News: Army program helps Soldiers, units find ‘new normal’ after deployment
Story by Sgt. Shantelle Campbell
FORT RILEY, Kan. – Realizing the threats soldiers face upon returning home from deployment, the Army created and implemented a program called Warrior Adventure Quest.
The program, which was first introduced to soldiers in Vicenza, Italy, in September 2008, allows soldiers to safely participate in high-adrenaline, high-adventure outdoor recreational activities like rock-climbing, kayaking, paintball, adventure racing and mountain biking, among many others.
“The Department of the Army was seeing increases in self-destructive, risky behavior in soldiers that were redeploying from war zones,” said Travis Engle, the recreation specialist for Outdoor Recreation at Fort Riley. “In the hopes of decreasing the DUI’s, accidents, marital issues and suicides, the Warrior Adventure Quest program was developed.”
“In the two years since implementing the program, there have been marked improvements in soldiers’ abilities to reintegrate into garrison life,” he added.
Sgt. John Hilton, a lab technician with Company C, 701st Brigade Support Battalion, 4th Infantry Brigade Combat Team, 1st Infantry Division, said that participating in Warrior Adventure Quest was a great experience and helped establish even more cohesion within his unit.
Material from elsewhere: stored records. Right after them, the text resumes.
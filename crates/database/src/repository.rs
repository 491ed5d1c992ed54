use crate::DbError;
use core_types::{NewToDo, ToDo};
use sqlx::SqlitePool;

/// The `DbRepository` provides a high-level, application-specific interface
/// to the database. It encapsulates all SQL queries against the `todos` table.
#[derive(Debug, Clone)]
pub struct DbRepository {
    pool: SqlitePool,
}

impl DbRepository {
    /// Creates a new `DbRepository` with a shared database connection pool.
    pub fn new(pool: SqlitePool) -> Self {
        Self { pool }
    }

    /// Fetches every to-do item in insertion order.
    pub async fn list_todos(&self) -> Result<Vec<ToDo>, DbError> {
        let todos = sqlx::query_as::<_, ToDo>("SELECT id, content, completed FROM todos ORDER BY id")
            .fetch_all(&self.pool)
            .await?;
        Ok(todos)
    }

    /// Fetches a single to-do item, or `None` if no row has that id.
    pub async fn get_todo(&self, id: i64) -> Result<Option<ToDo>, DbError> {
        let todo = sqlx::query_as::<_, ToDo>("SELECT id, content, completed FROM todos WHERE id = ?")
            .bind(id)
            .fetch_optional(&self.pool)
            .await?;
        Ok(todo)
    }

    /// Inserts a new, not yet completed item and returns it with its assigned id.
    pub async fn create_todo(&self, new_todo: &NewToDo) -> Result<ToDo, DbError> {
        let todo = sqlx::query_as::<_, ToDo>(
            r#"
            INSERT INTO todos (content, completed)
            VALUES (?, 0)
            RETURNING id, content, completed
            "#,
        )
        .bind(new_todo.content())
        .fetch_one(&self.pool)
        .await?;

        tracing::debug!(id = todo.id, "To-do created");
        Ok(todo)
    }

    /// Flips `completed` and returns the updated item.
    ///
    /// The read and the write happen in one statement, so concurrent toggles of the
    /// same row never lose an update. Returns `None` (and writes nothing) when the
    /// id does not exist.
    pub async fn toggle_todo(&self, id: i64) -> Result<Option<ToDo>, DbError> {
        let todo = sqlx::query_as::<_, ToDo>(
            r#"
            UPDATE todos
            SET completed = NOT completed
            WHERE id = ?
            RETURNING id, content, completed
            "#,
        )
        .bind(id)
        .fetch_optional(&self.pool)
        .await?;

        match &todo {
            Some(todo) => tracing::debug!(id, completed = todo.completed, "To-do toggled"),
            None => tracing::debug!(id, "Toggle skipped, no such to-do"),
        }
        Ok(todo)
    }

    /// Removes the item if present. Returns whether a row was deleted; a missing id is not an error.
    pub async fn delete_todo(&self, id: i64) -> Result<bool, DbError> {
        let result = sqlx::query("DELETE FROM todos WHERE id = ?")
            .bind(id)
            .execute(&self.pool)
            .await?;

        let deleted = result.rows_affected() > 0;
        tracing::debug!(id, deleted, "To-do delete");
        Ok(deleted)
    }

    pub async fn count_todos(&self) -> Result<i64, DbError> {
        let count: i64 = sqlx::query_scalar("SELECT COUNT(*) FROM todos")
            .fetch_one(&self.pool)
            .await?;
        Ok(count)
    }

    /// Closes the pool. Called once, after the server has stopped accepting requests.
    pub async fn close(&self) {
        self.pool.close().await;
        tracing::info!("Database connection closed");
    }

    pub fn is_closed(&self) -> bool {
        self.pool.is_closed()
    }
}

#[cfg(test)]
mod tests {
    use super::*;
    use crate::{MEMORY_URL, connect, run_migrations};
    use configuration::DatabaseSettings;

    async fn repo() -> DbRepository {
        let settings = DatabaseSettings {
            url: MEMORY_URL.to_string(),
            max_connections: 1,
        };
        let pool = connect(&settings).await.unwrap();
        run_migrations(&pool).await.unwrap();
        DbRepository::new(pool)
    }

    fn new_todo(content: &str) -> NewToDo {
        NewToDo::new(content).unwrap()
    }

    #[tokio::test]
    async fn empty_store_lists_nothing() {
        let repo = repo().await;
        assert!(repo.list_todos().await.unwrap().is_empty());
        assert_eq!(repo.count_todos().await.unwrap(), 0);
    }

    #[tokio::test]
    async fn create_then_list() {
        let repo = repo().await;
        let created = repo.create_todo(&new_todo("buy milk")).await.unwrap();

        assert!(created.id > 0);
        assert_eq!(created.content, "buy milk");
        assert!(!created.completed);

        let todos = repo.list_todos().await.unwrap();
        assert_eq!(todos, vec![created]);
    }

    #[tokio::test]
    async fn ids_are_unique_and_listed_in_insertion_order() {
        let repo = repo().await;
        let first = repo.create_todo(&new_todo("first")).await.unwrap();
        let second = repo.create_todo(&new_todo("second")).await.unwrap();
        assert_ne!(first.id, second.id);

        let contents: Vec<_> = repo
            .list_todos()
            .await
            .unwrap()
            .into_iter()
            .map(|t| t.content)
            .collect();
        assert_eq!(contents, ["first", "second"]);
    }

    #[tokio::test]
    async fn get_todo_finds_existing_and_misses_unknown() {
        let repo = repo().await;
        let created = repo.create_todo(&new_todo("walk dog")).await.unwrap();

        assert_eq!(repo.get_todo(created.id).await.unwrap(), Some(created.clone()));
        assert_eq!(repo.get_todo(created.id + 100).await.unwrap(), None);
    }

    #[tokio::test]
    async fn toggle_twice_restores_original_state() {
        let repo = repo().await;
        let created = repo.create_todo(&new_todo("water plants")).await.unwrap();

        let once = repo.toggle_todo(created.id).await.unwrap().unwrap();
        assert!(once.completed);
        assert_eq!(once.content, created.content);

        let twice = repo.toggle_todo(created.id).await.unwrap().unwrap();
        assert!(!twice.completed);
        assert_eq!(repo.get_todo(created.id).await.unwrap(), Some(twice));
    }

    #[tokio::test]
    async fn toggle_unknown_id_writes_nothing() {
        let repo = repo().await;
        assert_eq!(repo.toggle_todo(42).await.unwrap(), None);
        assert_eq!(repo.count_todos().await.unwrap(), 0);
    }

    #[tokio::test]
    async fn delete_removes_and_is_idempotent() {
        let repo = repo().await;
        let keep = repo.create_todo(&new_todo("keep")).await.unwrap();
        let gone = repo.create_todo(&new_todo("drop")).await.unwrap();

        assert!(repo.delete_todo(gone.id).await.unwrap());
        assert!(!repo.delete_todo(gone.id).await.unwrap());
        assert!(!repo.delete_todo(9999).await.unwrap());

        assert_eq!(repo.list_todos().await.unwrap(), vec![keep]);
    }

    #[tokio::test]
    async fn row_count_tracks_creates_minus_effective_deletes() {
        let repo = repo().await;
        let mut ids = Vec::new();
        let mut creates = 0;
        let mut effective_deletes = 0;

        for i in 0..12 {
            match i % 4 {
                0 | 1 => {
                    ids.push(repo.create_todo(&new_todo(&format!("item {i}"))).await.unwrap().id);
                    creates += 1;
                }
                2 => {
                    if let Some(id) = ids.first().copied() {
                        repo.toggle_todo(id).await.unwrap();
                    }
                }
                _ => {
                    // Delete the newest id twice plus an id that never existed.
                    if let Some(id) = ids.pop() {
                        if repo.delete_todo(id).await.unwrap() {
                            effective_deletes += 1;
                        }
                        assert!(!repo.delete_todo(id).await.unwrap());
                    }
                    assert!(!repo.delete_todo(-1).await.unwrap());
                }
            }
        }

        assert_eq!(repo.count_todos().await.unwrap(), creates - effective_deletes);
    }

    #[tokio::test]
    async fn close_rejects_further_queries() {
        let repo = repo().await;
        repo.close().await;

        assert!(repo.is_closed());
        assert!(repo.count_todos().await.is_err());
    }

    #[tokio::test]
    async fn completed_is_stored_as_integer_flag() {
        let repo = repo().await;
        let created = repo.create_todo(&new_todo("check encoding")).await.unwrap();
        repo.toggle_todo(created.id).await.unwrap();

        let raw: i64 = sqlx::query_scalar("SELECT completed FROM todos WHERE id = ?")
            .bind(created.id)
            .fetch_one(&repo.pool)
            .await
            .unwrap();
        assert_eq!(raw, 1);
    }
}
“When we came back from Iraq, everyone came back in increments and were going different directions,” said the Wagoner, Okla., native.
“Then, when we did these activities – the rock-climbing and the paintball – they kind of brought everybody back together,” Hilton added. “This program, I think it did just what it was supposed to do. Everyone had fun and it increased unit morale. It was just awesome.”
For Spc. Andrea Perry of Palm Coast, Fla., and a medic with Company C, 701st BSB, taking part in the WAQ activities made the integration into the unit a lot easier.
“I had just gotten to the company,” Perry said.
The program “was great for me by being so new,” she added, “to be able to interact with people outside of work and get to know soldiers that I hadn’t talked to yet. It really helped me feel more comfortable here in the company and after getting back from the event, just having a way to relate. When I got here, I felt kind of out of it because everybody had deployed together, and I was kind of the outsider but … doing programs like this helps me to kind of feel part of the company.”
The activities offered through the WAQ program are designed for platoon-sized elements. Each platoon must have at least two trainers who have attended the WAQ leader lead after-action debrief training. The training is conducted Mondays at 9 a.m. at Fort Riley’s Outdoor Recreation Center, 9011 Rifle Range Road. The training and activities must be scheduled in advance.
With this program, “soldiers see each other in different circumstances and situations that would normally not happen,” Engle said. “They still work and function as a unit but there is the realization that there is more to the individual than what is seen during work duties. There is growth within the group as well as growth within the individual.”